I came across A Companion to Murder: An A-Z of Notorious Killers and Sensational Trials (1900-1950) by Edward Spencer Shew because the most recent edition has a forward by Theodore Dalrymple, a writer whom I admire. Dalrymple comments:
Between his excursions into fiction, Edward Spencer Shew wrote two classic books, A Companion to Murder, published in 1960, and A Second Companion to Murder, published in 1961. The first of these books won an Edgar Award in 1963, one of the prestigious prizes awarded annually by the Mystery Writers of America. But I think it fair to say that, brilliant and entertaining as these books are, they are nowadays known only to a small group of aficionados.

I have never met anyone, however, who has read them who did not become a devotee and an admirer of their author.

They do not pretend to be encyclopaedias of murders committed in Britain between 1900 and 1950, but rather compendia of the most interesting cases.
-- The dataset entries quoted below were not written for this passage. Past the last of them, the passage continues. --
//! Error types for the sheetdrop-core library.

use thiserror::Error;

use crate::models::user::Tier;

/// Errors from the document (PDF/OCR) text-extraction path.
///
/// Any of these is recorded as `OCR_FAILED` for the affected file; the batch
/// continues with the remaining files.
#[derive(Error, Debug)]
pub enum ExtractError {
    /// PDF-to-image conversion produced no page images or could not run.
    #[error("PDF conversion failed for {file}: {reason}")]
    ConversionFailure { file: String, reason: String },

    /// The OCR collaborator failed on a page image.
    #[error("OCR failed: {0}")]
    OcrFailure(String),

    /// I/O while staging the upload buffer or page images.
    #[error("I/O error: {0}")]
    Io(#[from] std::io::Error),
}

/// Errors from tabular (CSV/Excel) parsing. Fatal for the affected file only.
#[derive(Error, Debug)]
pub enum TabularError {
    /// The buffer is not valid CSV.
    #[error("invalid CSV: {0}")]
    Csv(#[from] csv::Error),

    /// The buffer is not a readable Excel workbook.
    #[error("invalid Excel workbook: {0}")]
    Excel(String),

    /// The workbook contains no sheets.
    #[error("workbook has no sheets")]
    NoSheets,
}

/// Errors from the persistence store.
#[derive(Error, Debug)]
pub enum StoreError {
    /// The sparse unique (user, invoice number) constraint was violated.
    #[error("duplicate invoice number {invoice_number} for user {user_id}")]
    DuplicateInvoice {
        user_id: String,
        invoice_number: String,
    },

    /// The referenced user is not known to the store.
    #[error("unknown user: {0}")]
    UnknownUser(String),

    /// The backing storage failed.
    #[error("storage backend error: {0}")]
    Backend(String),
}

/// Errors from the external spreadsheet sink. Sink failures never roll back
/// the already-persisted record and never abort the batch.
#[derive(Error, Debug)]
pub enum SinkError {
    /// The sink rejected the write; the spreadsheet must be shared with the
    /// named principal first.
    #[error("cannot write to spreadsheet {spreadsheet_id}: share it with {share_with}")]
    PermissionDenied {
        spreadsheet_id: String,
        share_with: String,
    },

    /// The sink request failed for another reason.
    #[error("sink request failed: {0}")]
    Request(String),
}

/// Batch-level precondition failures, surfaced to the caller as a single
/// error. Per-file failures never appear here; they are converted into
/// ordered outcome entries so the result array is always complete.
#[derive(Error, Debug)]
pub enum BatchError {
    /// The batch contained no files.
    #[error("no files supplied")]
    NoFiles,

    /// The account has no connected spreadsheet to route records to.
    #[error("no spreadsheet connected for this account")]
    NoSpreadsheetConnected,

    /// The caller selected a spreadsheet that is not connected.
    #[error("spreadsheet selection {requested:?} does not match a connected spreadsheet")]
    InvalidSpreadsheetSelection { requested: Option<String> },

    /// The tier's invoice ceiling was already reached at batch start.
    #[error("invoice upload limit reached for {tier} tier")]
    QuotaExhausted { tier: Tier },

    /// The persistence store failed.
    #[error("store error: {0}")]
    Store(#[from] StoreError),
}

/// Errors from user-account mutations (spreadsheet bookkeeping).
#[derive(Error, Debug)]
pub enum AccountError {
    /// The tier's connected-spreadsheet ceiling was reached.
    #[error("spreadsheet limit reached for {tier} tier")]
    SpreadsheetLimitReached { tier: Tier },

    /// A spreadsheet with this id is already connected.
    #[error("spreadsheet {0} is already connected")]
    DuplicateSpreadsheetId(String),

    /// A spreadsheet with this name (case-insensitive) is already connected.
    #[error("a spreadsheet named {0:?} is already connected")]
    DuplicateSpreadsheetName(String),
}
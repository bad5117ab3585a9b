//! Field extraction: per-sender mapping rules first, generic fallbacks second.
//!
//! The ordering is deliberate: learned per-sender rules are more precise than
//! the generic heuristics, which exist only to bootstrap extraction before a
//! mapping exists.

pub mod learner;
pub mod patterns;

use regex::RegexBuilder;
use tracing::debug;

use crate::models::mapping::VendorMapping;
use patterns::{AMOUNT_BARE, AMOUNT_WITH_CURRENCY, FALLBACK_INVOICE_DATE, FALLBACK_INVOICE_NUMBER};

/// Candidate values for the three extracted fields. Loose strings: OCR output
/// is unnormalized text, not typed values.
#[derive(Debug, Clone, Default, PartialEq, Eq)]
pub struct ExtractedFields {
    pub invoice_number: String,
    pub invoice_date: String,
    pub total_amount: String,
}

/// Extract candidate field values from raw text.
///
/// Per field, first success wins: an active mapping's rule, then the generic
/// fallback pattern. A mapping that is inactive is ignored entirely.
pub fn extract_fields(text: &str, mapping: Option<&VendorMapping>) -> ExtractedFields {
    let mut fields = ExtractedFields::default();

    if let Some(mapping) = mapping.filter(|m| m.is_active) {
        let rules = &mapping.extraction_rules;
        if let Some(pattern) = &rules.invoice_number {
            fields.invoice_number = apply_rule(text, pattern);
        }
        if let Some(pattern) = &rules.invoice_date {
            fields.invoice_date = apply_rule(text, pattern);
        }
        if let Some(pattern) = &rules.total_amount {
            fields.total_amount = apply_rule(text, pattern);
        }
    }

    if fields.invoice_number.is_empty() {
        fields.invoice_number = capture_trimmed(&FALLBACK_INVOICE_NUMBER, text);
    }
    if fields.invoice_date.is_empty() {
        fields.invoice_date = capture_trimmed(&FALLBACK_INVOICE_DATE, text);
    }
    if fields.total_amount.is_empty() {
        fields.total_amount = extract_amount(text);
    }

    fields
}

/// Apply a vendor-supplied pattern case-insensitively; capture group 1,
/// trimmed. A malformed pattern is a miss, never an error.
fn apply_rule(text: &str, pattern: &str) -> String {
    let regex = match RegexBuilder::new(pattern).case_insensitive(true).build() {
        Ok(regex) => regex,
        Err(err) => {
            debug!("skipping malformed mapping pattern {:?}: {}", pattern, err);
            return String::new();
        }
    };

    regex
        .captures(text)
        .and_then(|caps| caps.get(1))
        .map(|m| m.as_str().trim().to_string())
        .unwrap_or_default()
}

fn capture_trimmed(regex: &regex::Regex, text: &str) -> String {
    regex
        .captures(text)
        .and_then(|caps| caps.get(1))
        .map(|m| m.as_str().trim().to_string())
        .unwrap_or_default()
}

/// Currency-amount heuristic: a currency-prefixed amount anywhere in the
/// text, falling back to the first bare numeric token. Returns the full
/// matched substring, trimmed.
fn extract_amount(text: &str) -> String {
    if let Some(m) = AMOUNT_WITH_CURRENCY.find(text) {
        return m.as_str().trim().to_string();
    }
    AMOUNT_BARE
        .find(text)
        .map(|m| m.as_str().trim().to_string())
        .unwrap_or_default()
}

#[cfg(test)]
mod tests {
    use super::*;
    use crate::models::mapping::{ExtractionRules, FieldMappings, MappingSource};
    use chrono::Utc;
    use pretty_assertions::assert_eq;

    fn mapping_with_rules(rules: ExtractionRules) -> VendorMapping {
        VendorMapping {
            sender_email: "billing@acme.test".to_string(),
            user_id: "u1".to_string(),
            vendor_name: None,
            field_mappings: FieldMappings::default(),
            extraction_rules: rules,
            mapping_source: MappingSource::Auto,
            is_active: true,
            version: 1,
            created_at: Utc::now(),
            updated_at: Utc::now(),
        }
    }

    #[test]
    fn fallback_patterns_extract_labeled_fields() {
        let text = "Invoice Number: INV-42\nInvoice Date: 2024-05-01\nTotal: $1,250.00";
        let fields = extract_fields(text, None);

        assert_eq!(fields.invoice_number, "INV-42");
        assert_eq!(fields.invoice_date, "2024-05-01");
        assert_eq!(fields.total_amount, "$1,250.00");
    }

    #[test]
    fn mapping_rules_take_precedence_over_fallbacks() {
        let rules = ExtractionRules {
            invoice_number: Some(r"Ref[:\s]*([A-Z0-9-]+)".to_string()),
            invoice_date: None,
            total_amount: None,
        };
        let mapping = mapping_with_rules(rules);
        let text = "Ref: ACME-7\nInvoice Number: WRONG-1\nInvoice Date: 2024-05-01";

        let fields = extract_fields(text, Some(&mapping));
        assert_eq!(fields.invoice_number, "ACME-7");
        // Unmapped fields still use the fallback.
        assert_eq!(fields.invoice_date, "2024-05-01");
    }

    #[test]
    fn mapping_rules_match_case_insensitively() {
        let rules = ExtractionRules {
            invoice_number: Some(r"ref[:\s]*([a-z0-9-]+)".to_string()),
            invoice_date: None,
            total_amount: None,
        };
        let mapping = mapping_with_rules(rules);

        let fields = extract_fields("REF: ACME-9", Some(&mapping));
        assert_eq!(fields.invoice_number, "ACME-9");
    }

    #[test]
    fn malformed_mapping_rule_falls_back_instead_of_failing() {
        let rules = ExtractionRules {
            invoice_number: Some(r"Invoice Number[:\s]*((".to_string()),
            invoice_date: None,
            total_amount: None,
        };
        let mapping = mapping_with_rules(rules);

        let fields = extract_fields("Invoice Number: INV-8", Some(&mapping));
        assert_eq!(fields.invoice_number, "INV-8");
    }

    #[test]
    fn inactive_mapping_is_ignored() {
        let rules = ExtractionRules {
            invoice_number: Some(r"Ref[:\s]*([A-Z0-9-]+)".to_string()),
            invoice_date: None,
            total_amount: None,
        };
        let mut mapping = mapping_with_rules(rules);
        mapping.is_active = false;

        let fields = extract_fields("Ref: ACME-7\nInvoice Number: INV-1", Some(&mapping));
        assert_eq!(fields.invoice_number, "INV-1");
    }

    #[test]
    fn currency_amount_outranks_earlier_bare_digits() {
        let fields = extract_fields("Invoice Number: A1\nTotal: $50", None);
        assert_eq!(fields.invoice_number, "A1");
        assert_eq!(fields.invoice_date, "");
        assert_eq!(fields.total_amount, "$50");
    }

    #[test]
    fn bare_number_is_the_amount_of_last_resort() {
        let fields = extract_fields("Amount due 1,299.99 by friday", None);
        assert_eq!(fields.total_amount, "1,299.99");
    }

    #[test]
    fn empty_text_extracts_nothing() {
        assert_eq!(extract_fields("", None), ExtractedFields::default());
    }
}
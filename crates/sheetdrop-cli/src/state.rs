//! JSON-file persistence for the in-memory store.
//!
//! The whole store (records, mappings, user aggregates) round-trips through
//! one JSON document. Commands load it at start and save it back after any
//! mutation.

use std::fs;
use std::path::Path;

use anyhow::Context;
use sheetdrop_core::MemoryStore;
use tracing::debug;

/// Load the store from the state file, or start empty if it does not exist.
pub fn load(path: &Path) -> anyhow::Result<MemoryStore> {
    if !path.exists() {
        debug!("no state file at {}, starting empty", path.display());
        return Ok(MemoryStore::new());
    }

    let data = fs::read_to_string(path)
        .with_context(|| format!("failed to read state file {}", path.display()))?;
    MemoryStore::from_json(&data)
        .with_context(|| format!("state file {} is not valid", path.display()))
}

/// Save the store back to the state file.
pub fn save(store: &MemoryStore, path: &Path) -> anyhow::Result<()> {
    let json = store.to_json()?;
    fs::write(path, json)
        .with_context(|| format!("failed to write state file {}", path.display()))?;
    debug!("saved state to {}", path.display());
    Ok(())
}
The period chosen includes the apogee and then decline of what might be called the golden age of British murder, that is to say of murder committed not just in that sordid underworld that has always existed, and in which murder is only to be expected, but of murder committed in a respectable and religious middle or lower-middle class environment, where murders were not just a matter of ‘two blockheads to kill and be killed', as De Quincey put in his essay On Murder Considered as One of the Fine Arts.

Spencer Shew wrote at the end of what might be called the cosy era of crime in Britain, during which violence had fallen to the lowest levels in history and therefore might be read about in comfort as something exotic and mildly titillating.

[snip]

Such murders can be committed only where respectability retains its hold as a desideratum on the great mass of the population, and Spencer Shew chronicled, through its crime, the end of the era of respectability. His book is therefore valuable as social history; but if he was fortunate in his period, his period was fortunate in him.
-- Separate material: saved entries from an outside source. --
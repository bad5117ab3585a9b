//! Account command - user accounts, spreadsheets, and tier changes.

use std::path::Path;

use anyhow::Context;
use clap::{Args, Subcommand};
use console::style;

use sheetdrop_core::models::user::{Tier, UserAccount};

use crate::state;

/// Arguments for the account command.
#[derive(Args)]
pub struct AccountArgs {
    #[command(subcommand)]
    command: AccountCommand,
}

#[derive(Clone, Copy, Debug, clap::ValueEnum)]
pub enum TierArg {
    Free,
    Basic,
    Pro,
}

impl TierArg {
    fn tier(self) -> Tier {
        match self {
            Self::Free => Tier::Free,
            Self::Basic => Tier::Basic,
            Self::Pro => Tier::Pro,
        }
    }
}

#[derive(Subcommand)]
enum AccountCommand {
    /// Create a new user account
    Create {
        /// User id
        #[arg(short, long)]
        user: String,

        /// User email
        #[arg(long)]
        email: String,

        /// Subscription tier
        #[arg(long, value_enum, default_value = "free")]
        tier: TierArg,
    },

    /// Connect a spreadsheet to an account
    Connect {
        /// User id
        #[arg(short, long)]
        user: String,

        /// Spreadsheet id
        #[arg(long)]
        id: String,

        /// Spreadsheet display name
        #[arg(long)]
        name: String,
    },

    /// Move an account to a different tier
    Upgrade {
        /// User id
        #[arg(short, long)]
        user: String,

        /// Target tier
        #[arg(long, value_enum)]
        tier: TierArg,
    },

    /// Show an account's subscription and spreadsheets
    Show {
        /// User id
        #[arg(short, long)]
        user: String,
    },
}

pub fn run(args: AccountArgs, state_path: &Path) -> anyhow::Result<()> {
    let store = state::load(state_path)?;

    match args.command {
        AccountCommand::Create { user, email, tier } => {
            if store.get_user(&user).is_some() {
                anyhow::bail!("user {} already exists", user);
            }
            let account = UserAccount::new(user, email, tier.tier());
            store.put_user(&account);
            state::save(&store, state_path)?;
            println!(
                "{} Created {} on the {} tier",
                style("✓").green(),
                account.id,
                account.subscription.tier
            );
        }
        AccountCommand::Connect { user, id, name } => {
            let mut account = store
                .get_user(&user)
                .with_context(|| format!("unknown user: {user}"))?;
            account.connect_spreadsheet(id.clone(), name)?;
            store.put_user(&account);
            state::save(&store, state_path)?;
            println!("{} Connected spreadsheet {}", style("✓").green(), id);
        }
        AccountCommand::Upgrade { user, tier } => {
            let mut account = store
                .get_user(&user)
                .with_context(|| format!("unknown user: {user}"))?;
            account.upgrade_tier(tier.tier());
            store.put_user(&account);
            state::save(&store, state_path)?;
            println!(
                "{} {} is now on the {} tier",
                style("✓").green(),
                account.id,
                account.subscription.tier
            );
        }
        AccountCommand::Show { user } => {
            let account = store
                .get_user(&user)
                .with_context(|| format!("unknown user: {user}"))?;
            println!("{} <{}>", account.id, account.email);
            println!(
                "  tier: {}, invoices uploaded: {}",
                account.subscription.tier, account.subscription.invoices_uploaded
            );
            if account.spreadsheets.is_empty() {
                println!("  no spreadsheets connected");
            }
            for sheet in &account.spreadsheets {
                println!(
                    "  spreadsheet {} ({}) connected {}",
                    sheet.spreadsheet_id,
                    sheet.spreadsheet_name,
                    sheet.connected_at.format("%Y-%m-%d")
                );
            }
        }
    }
    Ok(())
}
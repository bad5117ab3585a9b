//! CLI for the sheetdrop invoice pipeline.

mod collaborators;
mod commands;
mod state;

use std::path::PathBuf;

use clap::{Parser, Subcommand};
use tracing::Level;
use tracing_subscriber::FmtSubscriber;

use commands::{account, invoices, mappings, process};

/// sheetdrop - extract invoice data from uploads and route it to spreadsheets
#[derive(Parser)]
#[command(name = "sheetdrop")]
#[command(author, version, about, long_about = None)]
struct Cli {
    /// Enable verbose output
    #[arg(short, long, action = clap::ArgAction::Count)]
    verbose: u8,

    /// Path to the state file
    #[arg(short, long, global = true, default_value = "sheetdrop.json")]
    state: PathBuf,

    #[command(subcommand)]
    command: Commands,
}

#[derive(Subcommand)]
enum Commands {
    /// Process a batch of invoice files for a user
    Process(process::ProcessArgs),

    /// List a user's invoice records
    Invoices(invoices::InvoicesArgs),

    /// Manage per-sender vendor mappings
    Mappings(mappings::MappingsArgs),

    /// Manage user accounts and connected spreadsheets
    Account(account::AccountArgs),
}

fn main() -> anyhow::Result<()> {
    let cli = Cli::parse();

    // Set up logging based on verbosity
    let level = match cli.verbose {
        0 => Level::WARN,
        1 => Level::INFO,
        2 => Level::DEBUG,
        _ => Level::TRACE,
    };

    let subscriber = FmtSubscriber::builder()
        .with_max_level(level)
        .with_target(false)
        .finish();

    tracing::subscriber::set_global_default(subscriber)?;

    match cli.command {
        Commands::Process(args) => process::run(args, &cli.state),
        Commands::Invoices(args) => invoices::run(args, &cli.state),
        Commands::Mappings(args) => mappings::run(args, &cli.state),
        Commands::Account(args) => account::run(args, &cli.state),
    }
}
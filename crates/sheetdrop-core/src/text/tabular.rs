//! Tabular (CSV/Excel) row parsing with normalized header access.
//!
//! Header spellings vary between exports; each field is resolved against a
//! fixed priority list and the first non-empty match wins.

use std::collections::HashMap;
use std::io::Cursor;

use calamine::{Reader, Xlsx};
use serde::{Deserialize, Serialize};
use tracing::debug;

use crate::error::TabularError;

/// Header variants accepted for the invoice number, in priority order.
const NUMBER_HEADERS: &[&str] = &["invoiceNumber", "Invoice Number", "invoice_number"];
/// Header variants accepted for the invoice date, in priority order.
const DATE_HEADERS: &[&str] = &["date", "Invoice Date", "invoice_date"];
/// Header variants accepted for the total amount, in priority order.
const TOTAL_HEADERS: &[&str] = &["total", "Total Amount", "total_amount"];

/// One normalized invoice row from a tabular source.
///
/// Serializes with the wire field names so a JSON-serialized row can stand in
/// for raw extracted text on the record.
#[derive(Debug, Clone, Default, PartialEq, Eq, Serialize, Deserialize)]
pub struct InvoiceRow {
    #[serde(rename = "invoiceNumber")]
    pub invoice_number: String,
    pub date: String,
    pub total: String,
}

impl InvoiceRow {
    fn from_cells(cells: &HashMap<String, String>) -> Self {
        Self {
            invoice_number: pick_field(cells, NUMBER_HEADERS),
            date: pick_field(cells, DATE_HEADERS),
            total: pick_field(cells, TOTAL_HEADERS),
        }
    }
}

/// First non-empty value among the candidate headers, checked in order.
fn pick_field(cells: &HashMap<String, String>, candidates: &[&str]) -> String {
    for candidate in candidates {
        if let Some(value) = cells.get(*candidate) {
            let value = value.trim();
            if !value.is_empty() {
                return value.to_string();
            }
        }
    }
    String::new()
}

/// Parse a CSV upload into normalized invoice rows.
pub fn parse_csv(content: &[u8]) -> Result<Vec<InvoiceRow>, TabularError> {
    let mut reader = csv::ReaderBuilder::new()
        .trim(csv::Trim::All)
        .from_reader(content);

    let headers: Vec<String> = reader.headers()?.iter().map(str::to_string).collect();

    let mut rows = Vec::new();
    for record in reader.records() {
        let record = record?;
        let cells: HashMap<String, String> = headers
            .iter()
            .zip(record.iter())
            .map(|(h, v)| (h.clone(), v.to_string()))
            .collect();
        rows.push(InvoiceRow::from_cells(&cells));
    }

    debug!("parsed {} CSV rows", rows.len());
    Ok(rows)
}

/// Parse the first sheet of an Excel upload into normalized invoice rows.
pub fn parse_excel(content: &[u8]) -> Result<Vec<InvoiceRow>, TabularError> {
    let mut workbook: Xlsx<_> = Xlsx::new(Cursor::new(content.to_vec()))
        .map_err(|e| TabularError::Excel(e.to_string()))?;

    let sheet_name = workbook
        .sheet_names()
        .first()
        .cloned()
        .ok_or(TabularError::NoSheets)?;
    let range = workbook
        .worksheet_range(&sheet_name)
        .map_err(|e| TabularError::Excel(e.to_string()))?;

    let mut row_iter = range.rows();
    let headers: Vec<String> = match row_iter.next() {
        Some(header_row) => header_row
            .iter()
            .map(|cell| cell.to_string().trim().to_string())
            .collect(),
        None => return Ok(Vec::new()),
    };

    let mut rows = Vec::new();
    for data_row in row_iter {
        let cells: HashMap<String, String> = headers
            .iter()
            .zip(data_row.iter())
            .map(|(h, cell)| (h.clone(), cell.to_string()))
            .collect();
        rows.push(InvoiceRow::from_cells(&cells));
    }

    debug!("parsed {} rows from sheet {:?}", rows.len(), sheet_name);
    Ok(rows)
}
His vignettes of the murders, murderers, victims, trials, defence and prosecution barristers, and judges (who were all household names in their day, as are stars of television programmes now), are masterpieces of compression, conveying atmosphere, character and event in few but brilliantly-chosen words.

Here, for example, are the first words of his description of the infamous ‘Brides in the Bath’ murderer, George Joseph Smith, who pretended to marry three women in succession and then drowned them in the bath a few days afterwards (claiming that they had suffered from epileptic fits) to collect their insurance money: "George Joseph Smith, murderer, bigamist, swindler, performer on the harmonium and one of the most consummate scoundrels who ever lived...”
I look forward to reading it.

In the first pages, I come across a couple of wonderful sketches. The first is of a judge.
“Although he lacked the polish of a Coleridge or the dignity of a Cockburn, and was not distinguished for any great wealth of erudition, Lord Alverstone matched his great predecessors in the office of Lord Chief Justice as much by his uncanny gift for reducing the most complicated set of facts to a coherent and deceptively simple narrative, as by the dominating force of his personality. A kindly man, who was always particularly helpful to young and inexperienced barristers, he could, when occasion demanded it, be as stern and inflexible as any martinet who ever sat on the Bench; it was fatal, as many counsel found to their cost, to attempt any liberties with him. His impressive appearance—he was a big man with an enormous head and heavy features—contributed notably to the ease with which at all times he maintained the great traditions, and indeed the majesty, of his office.
Then there is this summary of a case:
“The facts are these: Thomas Weldon Anderson, whose stage name was Atherstone, was a married man living apart from his wife; there were two sons of the marriage, both of them dear to their father. For some ten years past he had been living with a lady, formerly an actress, but more lately engaged as a 'teacher of expression' at the Academy of Dramatic Art in Gower Street, Bloomsbury. It was a liaison punctuated by violent quarrels and doubtful reconciliations, of which the main cause was undoubtedly Anderson's almost insane jealousy.